__THE RECORDS__.
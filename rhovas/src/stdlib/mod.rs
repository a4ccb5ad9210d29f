//! Standard library
//!
//! Primitive types are ordinary registry types whose members are host
//! functions registered through [`Type::define_method`]. They are installed
//! when an interpreter is created. Types written in Rhovas itself (the
//! prelude) are materialized by [`Stdlib`] the first time they are requested.

mod collections;
mod kernel;
mod numeric;
mod protocols;
mod scalar;
mod structure;
mod text;

use crate::interp::{Environment, EvalResult, Function, Interpreter, Object, Type, TypeLoader, TypeRef};
use crate::lexer::tokenize;
use crate::parser::parse;
use std::rc::Rc;

/// Host body of a native function or method
pub(crate) type Native = fn(&mut Interpreter, Vec<Object>) -> EvalResult<Object>;

/// Prelude types defined in Rhovas source
const PRELUDE: &[(&str, &str)] = &[("Exception", include_str!("prelude/Exception.rho"))];

/// Types every object literal needs
pub struct Primitives {
    pub null: TypeRef,
    pub boolean: TypeRef,
    pub integer: TypeRef,
    pub decimal: TypeRef,
    pub character: TypeRef,
    pub string: TypeRef,
    pub atom: TypeRef,
    pub list: TypeRef,
    pub map: TypeRef,
    pub lambda: TypeRef,
}

/// Defines the native types and binds the kernel functions globally
pub fn install(env: &Environment) -> Primitives {
    let define = |name: &str| env.define_type(name, env.scope());

    let equatable = define("Equatable");
    protocols::define_equatable(&equatable);
    let comparable = define("Comparable");
    comparable.add_supertype(Rc::clone(&equatable));
    protocols::define_comparable(&comparable);

    let with_supertype = |name: &str, supertype: &TypeRef| {
        let ty = define(name);
        ty.add_supertype(Rc::clone(supertype));
        ty
    };

    let primitives = Primitives {
        null: with_supertype("Null", &equatable),
        boolean: with_supertype("Boolean", &equatable),
        integer: with_supertype("Integer", &comparable),
        decimal: with_supertype("Decimal", &comparable),
        character: with_supertype("Character", &comparable),
        string: with_supertype("String", &comparable),
        atom: with_supertype("Atom", &equatable),
        list: with_supertype("List", &equatable),
        map: with_supertype("Map", &equatable),
        lambda: define("Lambda"),
    };
    scalar::define_null(&primitives.null);
    scalar::define_boolean(&primitives.boolean);
    scalar::define_atom(&primitives.atom);
    numeric::define_integer(&primitives.integer);
    numeric::define_decimal(&primitives.decimal);
    text::define_character(&primitives.character);
    text::define_string(&primitives.string);
    collections::define_list(&primitives.list);
    collections::define_map(&primitives.map);
    structure::define_lambda(&primitives.lambda);
    structure::define_struct(&with_supertype("Struct", &equatable));

    let kernel = define("Kernel");
    kernel::define_kernel(&kernel);
    let mut global = env.scope().borrow_mut();
    for function in kernel.functions() {
        global.define_function(function);
    }
    tracing::trace!(types = env.type_names().len(), "installed native types");
    primitives
}

pub(crate) fn methods(ty: &Type, table: &[(&str, usize, Native)]) {
    for &(name, arity, body) in table {
        ty.define_method(Function::new(name, arity, body));
    }
}

pub(crate) fn functions(ty: &Type, table: &[(&str, usize, Native)]) {
    for &(name, arity, body) in table {
        ty.define_function(Function::new(name, arity, body));
    }
}

/// Property without a setter; assignment raises a read-only error
pub(crate) fn read_only(ty: &Type, name: &str, get: Native) {
    ty.define_property(name, Function::new(name, 0, get), None);
}

/// Loads prelude types written in Rhovas
pub struct Stdlib;

impl TypeLoader for Stdlib {
    fn get_or_init(&self, interp: &mut Interpreter, name: &str) -> EvalResult<Option<TypeRef>> {
        if let Some(ty) = interp.env().lookup_type(name) {
            return Ok(Some(ty));
        }
        let Some((_, source)) = PRELUDE.iter().find(|(prelude, _)| *prelude == name) else {
            return Ok(None);
        };
        tracing::debug!(name, "loading prelude type");
        let ast = tokenize(source)
            .and_then(|tokens| parse(name, source, tokens))
            .map_err(|err| {
                crate::interp::RuntimeError::invalid_definition(format!(
                    "prelude `{name}` failed to parse: {err}"
                ))
            })?;
        let scope = Rc::clone(interp.env().scope());
        let module = interp.define_module(name);
        interp
            .scoped(scope, |interp| interp.evaluate_into(&module, &ast))
            .map_err(|failure| {
                crate::interp::RuntimeError::invalid_definition(format!(
                    "prelude `{name}` failed to load: {failure}"
                ))
            })?;
        Ok(Some(module))
    }
}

__DIRECTIONS FOR THIS TASK__. Every line above that has the string "functions" needs to be copied.

__SOLUTION FOR THIS EXERCISE__.
//! functions registered through [`Type::define_method`]. They are installed
/// Defines the native types and binds the kernel functions globally
    for function in kernel.functions() {
pub(crate) fn functions(ty: &Type, table: &[(&str, usize, Native)]) {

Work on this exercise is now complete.